**Task:** Every line of the records that holds the word "NativeTask" should be copied.

---- Materials provided

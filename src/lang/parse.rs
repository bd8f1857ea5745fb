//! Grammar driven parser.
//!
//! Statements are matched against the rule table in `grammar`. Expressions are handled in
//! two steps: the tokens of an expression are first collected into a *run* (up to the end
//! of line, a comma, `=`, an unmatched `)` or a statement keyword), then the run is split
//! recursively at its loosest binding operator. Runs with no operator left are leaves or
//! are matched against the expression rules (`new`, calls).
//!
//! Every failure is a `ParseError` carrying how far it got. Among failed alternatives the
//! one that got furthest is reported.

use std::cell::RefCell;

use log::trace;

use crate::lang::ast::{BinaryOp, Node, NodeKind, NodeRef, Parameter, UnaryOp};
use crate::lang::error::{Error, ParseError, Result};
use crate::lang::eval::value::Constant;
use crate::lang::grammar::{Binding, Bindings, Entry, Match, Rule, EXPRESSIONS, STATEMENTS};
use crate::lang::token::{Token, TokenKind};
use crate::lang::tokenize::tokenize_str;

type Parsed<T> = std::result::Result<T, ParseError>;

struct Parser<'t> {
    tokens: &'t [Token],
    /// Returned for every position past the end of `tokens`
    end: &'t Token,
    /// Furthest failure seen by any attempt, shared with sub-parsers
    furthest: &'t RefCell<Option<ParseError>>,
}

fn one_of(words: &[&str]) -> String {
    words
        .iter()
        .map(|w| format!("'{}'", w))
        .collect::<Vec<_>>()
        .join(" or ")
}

--------
---- Materials provided

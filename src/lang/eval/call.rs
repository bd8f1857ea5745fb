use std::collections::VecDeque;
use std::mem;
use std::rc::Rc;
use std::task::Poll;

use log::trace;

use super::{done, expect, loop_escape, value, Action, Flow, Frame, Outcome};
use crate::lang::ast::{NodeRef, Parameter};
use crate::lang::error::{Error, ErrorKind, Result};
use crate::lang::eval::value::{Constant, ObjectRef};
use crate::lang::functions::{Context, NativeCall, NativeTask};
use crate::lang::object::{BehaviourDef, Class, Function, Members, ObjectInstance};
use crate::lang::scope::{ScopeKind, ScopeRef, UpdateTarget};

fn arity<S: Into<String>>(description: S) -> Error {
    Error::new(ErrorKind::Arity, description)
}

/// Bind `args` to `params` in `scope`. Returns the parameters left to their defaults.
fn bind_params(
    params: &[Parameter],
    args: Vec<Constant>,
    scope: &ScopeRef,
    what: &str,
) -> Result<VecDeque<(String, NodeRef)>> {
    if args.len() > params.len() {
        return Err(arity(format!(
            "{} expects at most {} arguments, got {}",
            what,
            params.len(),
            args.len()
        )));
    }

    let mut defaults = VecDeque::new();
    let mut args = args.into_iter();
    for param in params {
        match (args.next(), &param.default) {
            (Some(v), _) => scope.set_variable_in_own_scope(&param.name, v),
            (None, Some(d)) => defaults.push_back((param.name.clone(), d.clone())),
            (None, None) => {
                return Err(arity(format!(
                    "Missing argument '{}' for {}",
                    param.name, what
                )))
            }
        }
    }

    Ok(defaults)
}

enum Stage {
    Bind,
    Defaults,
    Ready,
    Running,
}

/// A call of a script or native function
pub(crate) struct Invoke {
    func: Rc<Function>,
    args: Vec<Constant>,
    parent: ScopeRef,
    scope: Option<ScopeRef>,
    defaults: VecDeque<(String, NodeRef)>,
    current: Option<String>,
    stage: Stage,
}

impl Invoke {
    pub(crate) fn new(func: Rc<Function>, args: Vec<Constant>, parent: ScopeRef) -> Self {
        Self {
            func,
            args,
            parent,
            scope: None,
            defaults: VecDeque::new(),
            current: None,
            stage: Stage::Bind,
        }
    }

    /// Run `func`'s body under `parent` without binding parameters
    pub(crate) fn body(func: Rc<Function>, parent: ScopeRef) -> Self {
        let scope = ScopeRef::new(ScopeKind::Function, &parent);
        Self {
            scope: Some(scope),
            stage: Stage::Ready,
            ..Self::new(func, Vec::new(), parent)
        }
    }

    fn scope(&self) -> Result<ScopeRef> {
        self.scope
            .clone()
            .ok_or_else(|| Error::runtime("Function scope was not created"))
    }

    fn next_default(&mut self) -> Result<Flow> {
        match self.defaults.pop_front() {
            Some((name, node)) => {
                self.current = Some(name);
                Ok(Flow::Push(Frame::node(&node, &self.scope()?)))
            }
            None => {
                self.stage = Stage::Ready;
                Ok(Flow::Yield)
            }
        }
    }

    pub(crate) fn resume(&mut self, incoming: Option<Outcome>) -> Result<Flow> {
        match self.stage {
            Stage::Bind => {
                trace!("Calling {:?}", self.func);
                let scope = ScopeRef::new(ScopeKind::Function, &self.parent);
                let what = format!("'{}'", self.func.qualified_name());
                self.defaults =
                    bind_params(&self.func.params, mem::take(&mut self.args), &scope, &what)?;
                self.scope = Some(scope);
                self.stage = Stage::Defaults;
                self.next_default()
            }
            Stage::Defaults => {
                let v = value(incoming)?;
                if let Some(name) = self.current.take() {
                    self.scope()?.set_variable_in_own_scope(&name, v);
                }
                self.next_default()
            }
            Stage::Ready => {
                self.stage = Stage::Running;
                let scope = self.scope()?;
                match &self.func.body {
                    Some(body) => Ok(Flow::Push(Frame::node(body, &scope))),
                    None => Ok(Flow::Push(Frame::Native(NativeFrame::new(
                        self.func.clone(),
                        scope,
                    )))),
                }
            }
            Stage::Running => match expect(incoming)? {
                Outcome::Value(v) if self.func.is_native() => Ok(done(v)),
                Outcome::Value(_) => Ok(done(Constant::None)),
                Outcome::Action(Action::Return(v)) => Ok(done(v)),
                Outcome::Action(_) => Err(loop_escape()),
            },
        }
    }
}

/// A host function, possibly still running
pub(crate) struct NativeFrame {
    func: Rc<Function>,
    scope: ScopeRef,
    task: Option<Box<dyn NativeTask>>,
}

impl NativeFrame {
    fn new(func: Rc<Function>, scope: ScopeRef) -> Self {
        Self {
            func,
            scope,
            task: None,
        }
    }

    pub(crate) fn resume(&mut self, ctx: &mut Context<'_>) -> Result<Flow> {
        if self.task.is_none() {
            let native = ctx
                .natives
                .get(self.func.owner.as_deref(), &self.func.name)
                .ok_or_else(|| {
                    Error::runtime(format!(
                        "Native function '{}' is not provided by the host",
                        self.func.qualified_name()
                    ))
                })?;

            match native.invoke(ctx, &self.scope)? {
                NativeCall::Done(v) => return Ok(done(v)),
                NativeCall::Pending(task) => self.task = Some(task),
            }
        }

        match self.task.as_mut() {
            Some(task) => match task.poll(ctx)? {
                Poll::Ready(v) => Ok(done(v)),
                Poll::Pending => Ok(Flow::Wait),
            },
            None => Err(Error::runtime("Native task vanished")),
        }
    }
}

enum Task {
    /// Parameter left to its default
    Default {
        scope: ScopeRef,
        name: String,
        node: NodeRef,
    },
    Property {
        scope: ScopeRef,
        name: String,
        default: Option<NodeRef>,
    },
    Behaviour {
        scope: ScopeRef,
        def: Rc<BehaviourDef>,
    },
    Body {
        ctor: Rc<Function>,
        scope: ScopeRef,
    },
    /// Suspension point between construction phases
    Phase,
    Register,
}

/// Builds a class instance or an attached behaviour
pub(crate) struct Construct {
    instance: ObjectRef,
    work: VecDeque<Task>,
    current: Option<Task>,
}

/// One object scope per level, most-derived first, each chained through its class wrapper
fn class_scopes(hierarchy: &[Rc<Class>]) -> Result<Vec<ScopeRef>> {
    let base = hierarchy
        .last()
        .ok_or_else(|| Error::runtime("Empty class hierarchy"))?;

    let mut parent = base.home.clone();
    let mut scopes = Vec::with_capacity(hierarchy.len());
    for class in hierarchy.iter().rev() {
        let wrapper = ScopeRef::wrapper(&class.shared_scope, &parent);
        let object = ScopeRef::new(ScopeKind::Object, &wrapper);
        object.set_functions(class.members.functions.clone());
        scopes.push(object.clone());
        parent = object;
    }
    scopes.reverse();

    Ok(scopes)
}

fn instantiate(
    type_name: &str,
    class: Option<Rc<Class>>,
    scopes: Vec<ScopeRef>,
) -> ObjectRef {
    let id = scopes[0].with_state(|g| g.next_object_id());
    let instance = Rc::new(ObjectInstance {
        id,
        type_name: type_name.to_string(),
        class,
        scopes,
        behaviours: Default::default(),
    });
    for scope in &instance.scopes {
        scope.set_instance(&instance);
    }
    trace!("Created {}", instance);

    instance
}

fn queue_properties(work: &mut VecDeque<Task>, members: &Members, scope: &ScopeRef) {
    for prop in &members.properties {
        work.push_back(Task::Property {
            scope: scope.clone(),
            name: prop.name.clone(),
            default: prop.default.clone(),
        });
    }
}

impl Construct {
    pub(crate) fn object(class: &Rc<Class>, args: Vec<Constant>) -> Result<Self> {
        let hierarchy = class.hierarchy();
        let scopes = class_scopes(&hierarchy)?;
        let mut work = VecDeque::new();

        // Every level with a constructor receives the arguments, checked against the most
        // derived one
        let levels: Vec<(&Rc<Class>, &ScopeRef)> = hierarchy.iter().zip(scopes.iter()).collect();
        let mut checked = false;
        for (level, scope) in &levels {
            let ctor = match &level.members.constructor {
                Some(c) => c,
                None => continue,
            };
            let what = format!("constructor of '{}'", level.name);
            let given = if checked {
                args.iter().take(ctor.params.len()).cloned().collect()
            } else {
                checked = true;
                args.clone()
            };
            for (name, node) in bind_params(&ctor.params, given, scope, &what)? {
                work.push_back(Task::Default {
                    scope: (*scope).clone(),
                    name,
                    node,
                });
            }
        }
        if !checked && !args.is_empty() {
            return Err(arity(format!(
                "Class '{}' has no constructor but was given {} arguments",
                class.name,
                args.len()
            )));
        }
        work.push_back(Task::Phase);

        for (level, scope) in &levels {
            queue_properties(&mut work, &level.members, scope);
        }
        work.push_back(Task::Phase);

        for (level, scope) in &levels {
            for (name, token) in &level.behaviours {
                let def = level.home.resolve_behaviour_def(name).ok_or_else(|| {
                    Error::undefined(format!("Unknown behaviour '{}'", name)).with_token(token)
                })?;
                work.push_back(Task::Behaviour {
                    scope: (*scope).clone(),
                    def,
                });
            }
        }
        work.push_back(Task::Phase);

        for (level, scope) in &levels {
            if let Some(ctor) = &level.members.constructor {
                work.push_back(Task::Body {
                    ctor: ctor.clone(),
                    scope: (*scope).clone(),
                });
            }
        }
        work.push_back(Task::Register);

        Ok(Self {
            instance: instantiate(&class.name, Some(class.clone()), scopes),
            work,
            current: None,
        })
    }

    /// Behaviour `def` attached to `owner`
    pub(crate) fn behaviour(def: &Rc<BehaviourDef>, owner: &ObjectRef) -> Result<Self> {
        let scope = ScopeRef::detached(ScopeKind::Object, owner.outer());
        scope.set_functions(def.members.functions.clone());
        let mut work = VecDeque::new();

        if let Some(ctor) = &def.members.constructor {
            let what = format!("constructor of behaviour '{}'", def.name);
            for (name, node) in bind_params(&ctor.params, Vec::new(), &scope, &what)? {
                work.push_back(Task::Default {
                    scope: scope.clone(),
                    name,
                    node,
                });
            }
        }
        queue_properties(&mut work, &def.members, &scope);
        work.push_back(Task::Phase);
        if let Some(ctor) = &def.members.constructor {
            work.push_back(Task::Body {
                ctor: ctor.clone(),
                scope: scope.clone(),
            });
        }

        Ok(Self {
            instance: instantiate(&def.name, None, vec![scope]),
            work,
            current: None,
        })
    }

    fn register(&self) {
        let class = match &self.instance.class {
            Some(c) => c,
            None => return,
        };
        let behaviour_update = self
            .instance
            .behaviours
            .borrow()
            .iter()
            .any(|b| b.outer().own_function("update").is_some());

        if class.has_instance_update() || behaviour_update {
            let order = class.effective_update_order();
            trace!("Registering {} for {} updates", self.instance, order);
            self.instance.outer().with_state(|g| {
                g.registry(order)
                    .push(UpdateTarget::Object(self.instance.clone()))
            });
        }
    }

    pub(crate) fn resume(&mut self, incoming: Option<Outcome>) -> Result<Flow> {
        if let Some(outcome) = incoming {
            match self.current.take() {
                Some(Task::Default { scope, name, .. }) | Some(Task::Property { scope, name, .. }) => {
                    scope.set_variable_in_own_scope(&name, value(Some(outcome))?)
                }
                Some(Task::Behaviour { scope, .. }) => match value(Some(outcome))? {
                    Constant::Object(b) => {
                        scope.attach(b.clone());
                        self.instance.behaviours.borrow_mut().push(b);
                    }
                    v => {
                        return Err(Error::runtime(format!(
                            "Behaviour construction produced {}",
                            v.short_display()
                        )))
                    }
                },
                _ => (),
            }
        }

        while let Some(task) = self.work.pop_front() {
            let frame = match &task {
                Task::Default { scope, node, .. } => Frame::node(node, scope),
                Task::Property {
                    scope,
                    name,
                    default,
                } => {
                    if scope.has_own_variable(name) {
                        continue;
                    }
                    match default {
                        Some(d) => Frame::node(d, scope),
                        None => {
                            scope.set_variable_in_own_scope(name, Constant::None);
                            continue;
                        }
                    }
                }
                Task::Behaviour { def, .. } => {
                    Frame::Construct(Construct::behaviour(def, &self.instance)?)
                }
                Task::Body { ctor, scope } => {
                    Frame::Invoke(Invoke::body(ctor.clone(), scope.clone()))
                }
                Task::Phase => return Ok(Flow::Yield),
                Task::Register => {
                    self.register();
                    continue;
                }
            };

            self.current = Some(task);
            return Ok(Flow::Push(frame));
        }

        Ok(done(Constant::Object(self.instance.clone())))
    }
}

--------
---- Materials provided

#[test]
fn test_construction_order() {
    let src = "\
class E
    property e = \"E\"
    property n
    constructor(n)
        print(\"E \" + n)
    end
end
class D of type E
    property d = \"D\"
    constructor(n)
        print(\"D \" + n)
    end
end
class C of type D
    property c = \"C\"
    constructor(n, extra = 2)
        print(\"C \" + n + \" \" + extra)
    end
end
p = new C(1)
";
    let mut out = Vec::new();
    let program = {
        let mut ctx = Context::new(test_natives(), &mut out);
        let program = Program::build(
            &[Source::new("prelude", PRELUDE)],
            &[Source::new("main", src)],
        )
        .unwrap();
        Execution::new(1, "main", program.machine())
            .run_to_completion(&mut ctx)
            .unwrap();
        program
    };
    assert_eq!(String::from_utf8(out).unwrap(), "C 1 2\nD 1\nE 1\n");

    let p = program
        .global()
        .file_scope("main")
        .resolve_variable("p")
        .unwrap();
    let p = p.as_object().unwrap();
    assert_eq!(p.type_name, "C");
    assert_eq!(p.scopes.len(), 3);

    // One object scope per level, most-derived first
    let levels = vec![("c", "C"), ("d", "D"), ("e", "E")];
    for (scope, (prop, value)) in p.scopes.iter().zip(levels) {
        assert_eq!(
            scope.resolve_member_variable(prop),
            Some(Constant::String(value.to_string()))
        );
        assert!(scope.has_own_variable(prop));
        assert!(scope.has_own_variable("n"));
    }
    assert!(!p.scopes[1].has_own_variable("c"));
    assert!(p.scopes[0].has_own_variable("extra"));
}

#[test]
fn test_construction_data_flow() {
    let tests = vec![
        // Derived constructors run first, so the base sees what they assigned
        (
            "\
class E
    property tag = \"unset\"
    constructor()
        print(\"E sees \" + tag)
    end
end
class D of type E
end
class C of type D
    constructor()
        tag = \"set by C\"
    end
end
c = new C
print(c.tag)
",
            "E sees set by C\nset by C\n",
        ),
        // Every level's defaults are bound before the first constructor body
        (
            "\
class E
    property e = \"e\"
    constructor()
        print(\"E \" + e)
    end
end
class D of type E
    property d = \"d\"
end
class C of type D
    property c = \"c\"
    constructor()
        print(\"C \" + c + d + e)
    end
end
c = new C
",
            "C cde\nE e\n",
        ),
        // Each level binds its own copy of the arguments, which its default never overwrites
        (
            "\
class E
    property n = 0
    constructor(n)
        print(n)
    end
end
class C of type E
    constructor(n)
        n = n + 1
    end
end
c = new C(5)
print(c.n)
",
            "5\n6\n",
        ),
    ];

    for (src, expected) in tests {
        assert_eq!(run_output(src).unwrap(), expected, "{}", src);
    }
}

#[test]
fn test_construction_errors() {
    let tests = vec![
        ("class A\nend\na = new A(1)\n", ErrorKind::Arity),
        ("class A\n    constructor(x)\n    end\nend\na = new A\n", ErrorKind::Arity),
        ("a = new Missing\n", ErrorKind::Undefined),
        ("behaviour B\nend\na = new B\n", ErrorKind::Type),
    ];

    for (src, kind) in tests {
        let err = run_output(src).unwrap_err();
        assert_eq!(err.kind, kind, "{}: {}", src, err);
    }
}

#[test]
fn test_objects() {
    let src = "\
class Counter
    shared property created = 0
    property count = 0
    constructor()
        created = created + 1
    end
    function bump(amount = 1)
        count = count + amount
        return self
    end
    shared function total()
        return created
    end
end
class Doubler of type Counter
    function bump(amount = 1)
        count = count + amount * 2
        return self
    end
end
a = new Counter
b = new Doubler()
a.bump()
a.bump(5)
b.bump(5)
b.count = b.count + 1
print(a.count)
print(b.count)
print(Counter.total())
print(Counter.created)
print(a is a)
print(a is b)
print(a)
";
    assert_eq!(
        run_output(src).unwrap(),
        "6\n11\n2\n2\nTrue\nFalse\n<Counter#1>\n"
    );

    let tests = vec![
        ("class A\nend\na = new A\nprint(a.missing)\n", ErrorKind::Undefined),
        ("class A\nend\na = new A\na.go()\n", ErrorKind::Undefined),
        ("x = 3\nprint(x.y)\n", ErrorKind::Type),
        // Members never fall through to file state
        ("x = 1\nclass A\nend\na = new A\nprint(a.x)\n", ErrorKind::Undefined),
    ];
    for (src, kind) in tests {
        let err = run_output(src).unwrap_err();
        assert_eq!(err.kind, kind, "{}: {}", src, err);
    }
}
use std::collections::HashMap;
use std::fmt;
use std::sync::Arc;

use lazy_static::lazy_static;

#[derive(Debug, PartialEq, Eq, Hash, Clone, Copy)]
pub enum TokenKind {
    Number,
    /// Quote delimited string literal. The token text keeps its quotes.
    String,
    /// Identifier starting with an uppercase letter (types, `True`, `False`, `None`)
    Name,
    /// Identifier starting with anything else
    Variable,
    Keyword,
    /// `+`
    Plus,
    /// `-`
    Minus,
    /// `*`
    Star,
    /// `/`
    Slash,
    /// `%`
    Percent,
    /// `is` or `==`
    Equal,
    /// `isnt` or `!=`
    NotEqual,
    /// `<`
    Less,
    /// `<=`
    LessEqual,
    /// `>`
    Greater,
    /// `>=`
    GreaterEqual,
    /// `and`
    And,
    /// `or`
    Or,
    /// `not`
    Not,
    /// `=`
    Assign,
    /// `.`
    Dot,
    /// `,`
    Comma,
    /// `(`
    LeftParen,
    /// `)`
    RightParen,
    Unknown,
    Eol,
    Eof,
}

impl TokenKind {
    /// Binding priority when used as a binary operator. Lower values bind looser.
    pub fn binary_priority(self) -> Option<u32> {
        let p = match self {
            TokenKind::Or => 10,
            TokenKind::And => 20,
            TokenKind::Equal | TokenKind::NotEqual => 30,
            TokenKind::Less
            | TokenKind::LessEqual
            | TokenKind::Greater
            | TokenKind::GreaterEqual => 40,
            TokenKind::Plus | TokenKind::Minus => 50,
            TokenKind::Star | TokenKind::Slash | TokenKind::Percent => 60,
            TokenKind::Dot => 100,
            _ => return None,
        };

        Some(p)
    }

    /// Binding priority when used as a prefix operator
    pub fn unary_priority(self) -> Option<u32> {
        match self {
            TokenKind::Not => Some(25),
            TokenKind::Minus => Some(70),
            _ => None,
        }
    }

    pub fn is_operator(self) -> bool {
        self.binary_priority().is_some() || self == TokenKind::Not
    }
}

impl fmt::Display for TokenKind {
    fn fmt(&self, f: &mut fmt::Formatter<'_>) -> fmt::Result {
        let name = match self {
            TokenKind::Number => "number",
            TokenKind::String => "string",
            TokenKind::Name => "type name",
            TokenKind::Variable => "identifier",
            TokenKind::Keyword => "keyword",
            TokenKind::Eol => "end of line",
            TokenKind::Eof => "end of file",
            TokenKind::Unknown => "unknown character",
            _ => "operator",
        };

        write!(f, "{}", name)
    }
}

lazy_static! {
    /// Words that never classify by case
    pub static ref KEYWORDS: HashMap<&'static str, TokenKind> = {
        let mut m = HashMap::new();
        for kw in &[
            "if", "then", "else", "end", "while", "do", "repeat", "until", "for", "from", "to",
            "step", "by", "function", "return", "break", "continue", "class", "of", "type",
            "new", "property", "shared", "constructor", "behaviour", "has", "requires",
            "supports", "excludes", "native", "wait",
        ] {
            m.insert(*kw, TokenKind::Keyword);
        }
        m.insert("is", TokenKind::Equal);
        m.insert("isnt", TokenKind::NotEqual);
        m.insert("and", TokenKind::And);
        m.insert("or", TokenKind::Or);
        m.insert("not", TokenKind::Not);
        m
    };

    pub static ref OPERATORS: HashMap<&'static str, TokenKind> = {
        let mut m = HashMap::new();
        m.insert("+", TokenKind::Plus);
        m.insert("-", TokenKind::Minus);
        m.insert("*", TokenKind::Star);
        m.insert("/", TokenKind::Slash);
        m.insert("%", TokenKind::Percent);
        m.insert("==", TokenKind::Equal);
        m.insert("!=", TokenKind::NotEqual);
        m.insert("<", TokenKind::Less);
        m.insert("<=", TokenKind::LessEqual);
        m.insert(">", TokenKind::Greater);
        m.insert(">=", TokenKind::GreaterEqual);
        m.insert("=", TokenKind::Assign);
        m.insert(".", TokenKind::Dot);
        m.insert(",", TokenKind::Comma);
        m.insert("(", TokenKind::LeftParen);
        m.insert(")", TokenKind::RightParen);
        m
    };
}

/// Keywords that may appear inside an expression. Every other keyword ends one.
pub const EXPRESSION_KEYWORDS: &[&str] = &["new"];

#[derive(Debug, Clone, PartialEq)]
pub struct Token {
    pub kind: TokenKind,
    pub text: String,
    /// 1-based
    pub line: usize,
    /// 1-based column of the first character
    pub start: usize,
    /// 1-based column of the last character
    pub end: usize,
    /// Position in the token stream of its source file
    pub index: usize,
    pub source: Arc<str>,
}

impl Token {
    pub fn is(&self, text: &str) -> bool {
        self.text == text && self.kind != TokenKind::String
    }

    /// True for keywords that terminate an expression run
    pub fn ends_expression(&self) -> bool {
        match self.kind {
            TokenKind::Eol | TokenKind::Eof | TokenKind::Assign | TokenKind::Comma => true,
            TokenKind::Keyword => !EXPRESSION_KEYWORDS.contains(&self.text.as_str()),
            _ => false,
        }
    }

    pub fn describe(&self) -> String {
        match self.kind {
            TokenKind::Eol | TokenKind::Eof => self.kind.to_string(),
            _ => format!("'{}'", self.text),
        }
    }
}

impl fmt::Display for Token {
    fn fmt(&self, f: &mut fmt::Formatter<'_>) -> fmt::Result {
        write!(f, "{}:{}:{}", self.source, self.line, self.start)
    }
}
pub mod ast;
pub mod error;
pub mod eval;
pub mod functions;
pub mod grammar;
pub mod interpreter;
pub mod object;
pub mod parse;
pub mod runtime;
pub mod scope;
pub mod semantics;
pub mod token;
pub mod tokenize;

--------

**Result:**
use crate::lang::functions::{Context, NativeCall, NativeTask};
    task: Option<Box<dyn NativeTask>>,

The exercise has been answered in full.